Cell Membrane Characteristics

  • Structure:

    • Phospholipid bilayer with embedded proteins.

    • Selectively permeable allowing cell communication and integrity.

  • Fluid Mosaic Model: Describes the dynamic nature of the cell membrane.

Cytoplasm

  • Cytosol: The fluid component of the cytoplasm that contains organelles and enzymes.

  • Organelles: Mitochondria, chloroplasts in plant cells, and others suspended in cytosol.

Endomembrane System

  • Components:

    • Endoplasmic Reticulum (ER): Smooth (lipid synthesis) and Rough (protein synthesis).

    • Golgi Apparatus: Processing, packaging of secretory proteins.

    • Lysosomes: Digestive enzymes for breakdown of waste products.

    • Vacuoles: Storage structures.

  • Functions of Smooth ER:

    • Synthesis of lipids.

    • Detoxification processes.

Mitochondria and Chloroplasts

Mitochondria

  • Structure: Double membrane, inner membrane has folds called cristae.

  • Functions: Site of aerobic respiration, ATP production, oxidation of metabolic substrates.

Chloroplasts

  • Structure: Double membrane, thylakoids, and stroma. Contains chlorophyll for photosynthesis.

  • Functions: Conduct photosynthesis, storage of starch, and lipid synthesis.

Ribosomes

  • Structure: Composed of rRNA and proteins; two sizes: 80S in eukaryotes and 70S in prokaryotes.

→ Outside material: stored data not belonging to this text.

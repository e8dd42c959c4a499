//! Server settings loaded via OrthoConfig.
//!
//! Values come from `FLASHCARDS_*` environment variables (or the matching
//! CLI flags and config file keys). Every field is optional; accessors apply
//! the defaults.

use std::net::SocketAddr;
use std::time::Duration;

use ortho_config::OrthoConfig;
use serde::Deserialize;
use url::Url;

use flashcards::outbound::persistence::PoolConfig;
use flashcards::outbound::security::DEFAULT_TOKEN_TTL;
use flashcards::outbound::translation::{
    DEFAULT_TRANSLATION_ENDPOINT, DEFAULT_TRANSLATION_TIMEOUT,
};

const DEFAULT_HOST: &str = "0.0.0.0";
const DEFAULT_PORT: u16 = 8080;
const DEFAULT_POOL_MAX_SIZE: u32 = 10;
/// Origins of the local React frontend.
const DEFAULT_CORS_ORIGINS: &str = "http://localhost:3000,http://127.0.0.1:3000";

/// Errors raised while interpreting loaded settings.
#[derive(thiserror::Error, Debug)]
pub enum SettingsError {
    #[error("invalid bind address {value}: {source}")]
    BindAddress {
        value: String,
        #[source]
        source: std::net::AddrParseError,
    },
    #[error("invalid translation endpoint {value}: {source}")]
    TranslationEndpoint {
        value: String,
        #[source]
        source: url::ParseError,
    },
    #[error("invalid CORS origin {value}: expected an http(s) origin")]
    CorsOrigin { value: String },
}

/// Configuration values for the HTTP server and its adapters.
#[derive(Debug, Clone, Default, Deserialize, OrthoConfig)]
#[ortho_config(prefix = "FLASHCARDS")]
pub struct AppSettings {
    /// Interface to bind.
    pub host: Option<String>,
    /// Port to bind.
    pub port: Option<u16>,
    /// PostgreSQL URL. Without it the server keeps data in memory.
    pub database_url: Option<String>,
    /// Maximum pooled database connections.
    pub pool_max_size: Option<u32>,
    /// Remote translation provider endpoint.
    pub translation_endpoint: Option<String>,
    /// Remote translation timeout in seconds.
    pub translation_timeout_secs: Option<u64>,
    /// Access token lifetime in seconds.
    pub token_ttl_secs: Option<u64>,
    /// Comma-separated browser origins allowed to call the API.
    pub cors_origins: Option<String>,
}

impl AppSettings {
    /// Socket address the server binds to.
    pub fn bind_addr(&self) -> Result<SocketAddr, SettingsError> {
        let host = self.host.as_deref().unwrap_or(DEFAULT_HOST);
        let port = self.port.unwrap_or(DEFAULT_PORT);
        let value = format!("{host}:{port}");
        value
            .parse()
            .map_err(|source| SettingsError::BindAddress { value, source })
    }

    /// Database URL, ignoring blank values.
    pub fn database_url(&self) -> Option<&str> {
        self.database_url
            .as_deref()
            .map(str::trim)
            .filter(|url| !url.is_empty())
    }

    pub fn pool_config(&self, database_url: &str) -> PoolConfig {
        PoolConfig::new(database_url)
            .with_max_size(self.pool_max_size.unwrap_or(DEFAULT_POOL_MAX_SIZE))
    }

    pub fn translation_endpoint(&self) -> Result<Url, SettingsError> {
        let value = self
            .translation_endpoint
            .as_deref()
            .unwrap_or(DEFAULT_TRANSLATION_ENDPOINT);
        Url::parse(value).map_err(|source| SettingsError::TranslationEndpoint {
            value: value.to_owned(),
            source,
        })
    }

    pub fn translation_timeout(&self) -> Duration {
        self.translation_timeout_secs
            .map_or(DEFAULT_TRANSLATION_TIMEOUT, Duration::from_secs)
    }

    pub fn token_ttl(&self) -> Duration {
        self.token_ttl_secs
            .map_or(DEFAULT_TOKEN_TTL, Duration::from_secs)
    }

    /// Allowed CORS origins in their serialised `scheme://host[:port]` form.
    ///
    /// An empty value disables cross-origin access.
    pub fn cors_origins(&self) -> Result<Vec<String>, SettingsError> {
        self.cors_origins
            .as_deref()
            .unwrap_or(DEFAULT_CORS_ORIGINS)
            .split(',')
            .map(str::trim)
            .filter(|value| !value.is_empty())
            .map(parse_origin)
            .collect()
    }
}

fn parse_origin(value: &str) -> Result<String, SettingsError> {
    let invalid = || SettingsError::CorsOrigin {
        value: value.to_owned(),
    };
    let url = Url::parse(value).map_err(|_| invalid())?;
    if !matches!(url.scheme(), "http" | "https") || url.host().is_none() {
        return Err(invalid());
    }
    Ok(url.origin().ascii_serialization())
}

#[cfg(test)]
mod tests {
    //! Unit tests for settings parsing.

    use super::*;
    use std::ffi::OsString;

    use env_lock::lock_env;
    use rstest::rstest;

    const VARS: [&str; 8] = [
        "FLASHCARDS_HOST",
        "FLASHCARDS_PORT",
        "FLASHCARDS_DATABASE_URL",
        "FLASHCARDS_POOL_MAX_SIZE",
        "FLASHCARDS_TRANSLATION_ENDPOINT",
        "FLASHCARDS_TRANSLATION_TIMEOUT_SECS",
        "FLASHCARDS_TOKEN_TTL_SECS",
        "FLASHCARDS_CORS_ORIGINS",
    ];

    fn load_from_empty_args() -> AppSettings {
        AppSettings::load_from_iter([OsString::from("flashcards")]).expect("config should load")
    }

    #[rstest]
    fn default_values_are_used_when_missing() {
        let _guard = lock_env(VARS.map(|name| (name, None::<String>)));

        let settings = load_from_empty_args();
        assert_eq!(
            settings.bind_addr().expect("bind address"),
            "0.0.0.0:8080".parse::<SocketAddr>().expect("literal address")
        );
        assert!(settings.database_url().is_none());
        assert_eq!(
            settings.translation_endpoint().expect("endpoint").as_str(),
            DEFAULT_TRANSLATION_ENDPOINT
        );
        assert_eq!(settings.translation_timeout(), Duration::from_secs(5));
        assert_eq!(settings.token_ttl(), Duration::from_secs(1800));
        assert_eq!(
            settings.cors_origins().expect("origins"),
            ["http://localhost:3000", "http://127.0.0.1:3000"]
        );
    }

    #[rstest]
    fn environment_overrides_are_respected() {
        let _guard = lock_env([
            ("FLASHCARDS_HOST", Some("127.0.0.1".to_owned())),
            ("FLASHCARDS_PORT", Some("9000".to_owned())),
            (
                "FLASHCARDS_DATABASE_URL",
                Some("postgres://localhost/flashcards".to_owned()),
            ),
            ("FLASHCARDS_POOL_MAX_SIZE", Some("4".to_owned())),
            (
                "FLASHCARDS_TRANSLATION_ENDPOINT",
                Some("http://127.0.0.1:9999/get".to_owned()),
            ),
            ("FLASHCARDS_TRANSLATION_TIMEOUT_SECS", Some("2".to_owned())),
            ("FLASHCARDS_TOKEN_TTL_SECS", Some("60".to_owned())),
            (
                "FLASHCARDS_CORS_ORIGINS",
                Some("https://cards.example.com/, http://localhost:5173".to_owned()),
            ),
        ]);

        let settings = load_from_empty_args();
        assert_eq!(
            settings.bind_addr().expect("bind address"),
            "127.0.0.1:9000".parse::<SocketAddr>().expect("literal address")
        );
        assert_eq!(
            settings.database_url(),
            Some("postgres://localhost/flashcards")
        );
        assert_eq!(settings.pool_max_size, Some(4));
        assert_eq!(
            settings.translation_endpoint().expect("endpoint").as_str(),
            "http://127.0.0.1:9999/get"
        );
        assert_eq!(settings.translation_timeout(), Duration::from_secs(2));
        assert_eq!(settings.token_ttl(), Duration::from_secs(60));
        assert_eq!(
            settings.cors_origins().expect("origins"),
            ["https://cards.example.com", "http://localhost:5173"]
        );
    }

    #[rstest]
    #[case("*")]
    #[case("localhost:3000")]
    #[case("ftp://files.example.com")]
    #[case("http://ok.example.com,not an origin")]
    fn invalid_cors_origins_are_reported(#[case] raw: &str) {
        let settings = AppSettings {
            cors_origins: Some(raw.to_owned()),
            ..AppSettings::default()
        };
        assert!(matches!(
            settings.cors_origins(),
            Err(SettingsError::CorsOrigin { .. })
        ));
    }

    #[rstest]
    fn blank_cors_setting_allows_no_origins() {
        let settings = AppSettings {
            cors_origins: Some(" ".to_owned()),
            ..AppSettings::default()
        };
        assert_eq!(settings.cors_origins().expect("origins"), Vec::<String>::new());
    }

    #[rstest]
    #[case(Some("   "), None)]
    #[case(Some(" postgres://db/x "), Some("postgres://db/x"))]
    #[case(None, None)]
    fn blank_database_urls_are_ignored(#[case] raw: Option<&str>, #[case] expected: Option<&str>) {
        let settings = AppSettings {
            database_url: raw.map(str::to_owned),
            ..AppSettings::default()
        };
        assert_eq!(settings.database_url(), expected);
    }

    #[rstest]
    fn invalid_values_are_reported() {
        let settings = AppSettings {
            host: Some("not a host".to_owned()),
            translation_endpoint: Some("::nope".to_owned()),
            ..AppSettings::default()
        };
        assert!(matches!(
            settings.bind_addr(),
            Err(SettingsError::BindAddress { .. })
        ));
        assert!(matches!(
            settings.translation_endpoint(),
            Err(SettingsError::TranslationEndpoint { .. })
        ));
    }
}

  • Function: Protein synthesis, observed by George Palade.

Cytoskeleton

  • Components: Microtubules, microfilaments, and intermediate filaments.

  • Functions: Provides structure, aids in motility and intracellular transport.

Centrosome and Centrioles

  • Centrosomes: Consists of two centrioles; involved in organizing microtubules.

  • Centrioles: Involved in cell division, formation of spindle fibers.

Cilia and Flagella

  • Structure: Membranous projections with a 9+2 arrangement of microtubules; involved in cell movement.

Nucleus

  • Structure: Double membrane (nuclear envelope), contains nucleoplasm, chromatin, and nucleolus.

  • Functions: Stores genetic information, controls cellular activities, involved in cell division and gene expression.

  • Chromatin: Condenses to form chromosomes; its fibers consist of DNA and proteins.

  • Types of Nuclei: Eukaryotic cells can be uni-nucleate, binucleate, or multinucleate.

Conclusion

  • Tracing the complex structures and varied functions of cells provides a comprehensive understanding of life at the molecular level, emphasizing the significance of cellular organization and integrity in the survival and functioning of all living entities.